The study was primarily funded by grants from the U.S. Department of Defense, the Cancer Prevention Research Institute of Texas-Texas Regional Excellence in Cancer, the Ted Nash Long Life Foundation and The CH Foundation.
“In our lab, we study a protein called TBX2, a transcription factor (a protein that helps to convert DNA into RNA) that regulates the expression of multiple genes,” Nandana said. “Previous studies from our team have shown that TBX2 is over-expressed in castrate-resistant prostate cancer, and the goal of this project was to investigate how TBX2 drives castrate-resistant prostate cancer development, particularly its role in conferring resistance to enzalutamide.”
Based upon their previous research, the Nandana-Tripathi team knew the TBX2 protein is elevated in advanced prostate cancer, especially in castrate-resistant prostate cancer. However, Nandana said the study revealed three unexpected and significant findings.
The first finding showed that TBX2 drives therapy resistance in castrate-resistant prostate cancer by acting as a switch, shifting the signaling pathway from the androgen receptor to the glucocorticoid receptor. Nandana said it achieves this by rerouting cellular signaling from the androgen receptor to the glucocorticoid receptor, allowing cancer cells to continue growing despite treatment. Second, the team identified a strategy to target this TBX2-driven switch in prostate cancer by disrupting the protein complex with which TBX2 interacts. Third, the study consistently showed pairwise correlations between the protein activities of TBX2, androgen receptors and glucocorticoid receptors in castrate-resistant prostate cancer patients and in patients with early-stage prostate cancer who initially respond to androgen-receptor targeted therapies.

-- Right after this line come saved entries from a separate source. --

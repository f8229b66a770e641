use std::collections::HashMap;
use std::sync::{Arc, Mutex, MutexGuard};
use std::time::Duration;

use chrono::{DateTime, Utc};

use chunkline_core::record::{saturating_add, to_chrono};
use chunkline_core::{Clock, SystemClock};

use super::r#trait::{QueueError, QueueMessage, TaskQueue};

/// A message waiting for its delivery time.
#[derive(Debug, Clone, PartialEq)]
pub struct ScheduledMessage {
    pub id: String,
    pub deliver_at: DateTime<Utc>,
    pub message: QueueMessage,
    seq: u64,
}

#[derive(Debug, Default)]
struct State {
    next_seq: u64,
    pending: HashMap<String, ScheduledMessage>,
}

/// In-memory delayed queue for tests/dev.
///
/// Delivery times come from the injected clock, so tests can step time forward and
/// poll deterministically.
pub struct InMemoryTaskQueue {
    clock: Arc<dyn Clock>,
    state: Mutex<State>,
}

impl std::fmt::Debug for InMemoryTaskQueue {
    fn fmt(&self, f: &mut std::fmt::Formatter<'_>) -> std::fmt::Result {
        f.debug_struct("InMemoryTaskQueue")
            .field("pending", &self.len())
            .finish()
    }
}

impl InMemoryTaskQueue {
    pub fn new() -> Self {
        Self::with_clock(Arc::new(SystemClock))
    }

    pub fn with_clock(clock: Arc<dyn Clock>) -> Self {
        Self {
            clock,
            state: Mutex::new(State::default()),
        }
    }

    fn state(&self) -> Result<MutexGuard<'_, State>, QueueError> {
        self.state
            .lock()
            .map_err(|_| QueueError::Command("queue state lock poisoned".to_string()))
    }

    /// Pending messages ordered by delivery time.
    pub fn scheduled(&self) -> Vec<ScheduledMessage> {
        let Ok(state) = self.state() else {
            return Vec::new();
        };
        let mut all: Vec<_> = state.pending.values().cloned().collect();
        all.sort_by_key(|m| (m.deliver_at, m.seq));
        all
    }

    /// Pending message carrying the dedupe key, if any.
    pub fn pending(&self, dedupe_key: &str) -> Option<ScheduledMessage> {
        self.state().ok()?.pending.get(dedupe_key).cloned()
    }

    pub fn len(&self) -> usize {
        self.state().map(|s| s.pending.len()).unwrap_or(0)
    }

    pub fn is_empty(&self) -> bool {
        self.len() == 0
    }

    /// Earliest pending delivery time.
    pub fn next_due_at(&self) -> Option<DateTime<Utc>> {
        self.scheduled().first().map(|m| m.deliver_at)
    }
}

impl Default for InMemoryTaskQueue {
    fn default() -> Self {
        Self::new()
    }
}

#[async_trait::async_trait]
impl TaskQueue for InMemoryTaskQueue {
    async fn enqueue(
        &self,
        message: QueueMessage,
        delay: Duration,
        dedupe_key: Option<&str>,
    ) -> Result<(), QueueError> {
        let deliver_at = saturating_add(self.clock.now(), to_chrono(delay));
        let mut state = self.state()?;
        let seq = state.next_seq;
        state.next_seq += 1;

        let id = dedupe_key
            .map(str::to_string)
            .unwrap_or_else(|| format!("msg-{seq}"));
        state.pending.insert(
            id.clone(),
            ScheduledMessage {
                id,
                deliver_at,
                message,
                seq,
            },
        );
        Ok(())
    }

    async fn poll_due(&self, max: usize) -> Result<Vec<QueueMessage>, QueueError> {
        let now = self.clock.now();
        let mut state = self.state()?;

        let mut due: Vec<_> = state
            .pending
            .values()
            .filter(|m| m.deliver_at <= now)
            .map(|m| (m.deliver_at, m.seq, m.id.clone()))
            .collect();
        due.sort();

        Ok(due
            .into_iter()
            .take(max)
            .filter_map(|(_, _, id)| state.pending.remove(&id))
            .map(|m| m.message)
            .collect())
    }
}
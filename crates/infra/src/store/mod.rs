//! Batch record persistence boundary.
//!
//! One record per batch key, with per-key locking so that at most one worker runs a
//! job's chunk at a time.

pub mod in_memory;
pub mod postgres;
pub mod r#trait;

pub use in_memory::InMemoryRecordStore;
pub use postgres::PostgresRecordStore;
pub use r#trait::{IfMissing, LockMode, LockedRecord, Lookup, RecordStore, StoreConfig, StoreError};
use thiserror::Error;

#[derive(Error, Debug)]
pub enum Error {
    #[error("Not found: {0}")]
    NotFound(String),

    #[error("Already exists: {0}")]
    AlreadyExists(String),

    #[error("Invalid input: {0}")]
    InvalidInput(String),

    #[error("Not a member: {0}")]
    NotAMember(String),

    #[error("Media engine error: {0}")]
    Engine(String),

    #[error("Serialization error: {0}")]
    Serialization(#[from] serde_json::Error),

    #[error("Internal error: {0}")]
    Internal(String),
}

pub type Result<T> = std::result::Result<T, Error>;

“Resistance to androgen-receptor targeted treatments is a major challenge in treating advanced prostate cancer,” Nandana said. “Our study suggests that by looking at the relationships between the TBX2, the androgen receptor and the glucocorticoid receptor proteins in early stages of the disease, we might be able to predict which patients are at higher risk of developing advanced prostate cancer, particularly castrate-resistant prostate cancer that no longer responds to treatments like enzalutamide. Identifying these patients early could open the door to therapies that target the androgen receptor-to-glucocorticoid receptor switch, including those that disrupt TBX2 function, offering a promising new treatment approach.”
Nandana said this discovery is significant because scientists have long been searching for ways to restore sensitivity to androgen receptor signaling inhibitors in prostate cancer. The team’s findings suggest a promising approach that could block the harmful switch without the severe side effects typically associated with directly targeting transcription factors like glucocorticoid receptors, offering a potentially safer and more effective treatment strategy.
“Our next steps involve creating new models of castrate-resistant prostate cancer to further investigate other molecular factors that drive the switch from the androgen receptor to the glucocorticoid receptor in castrate-resistant prostate cancer,” Nandana said. “Additionally, we aim to identify novel drugs that could target this mechanism and offer potential new treatments for castrate-resistant prostate cancer.”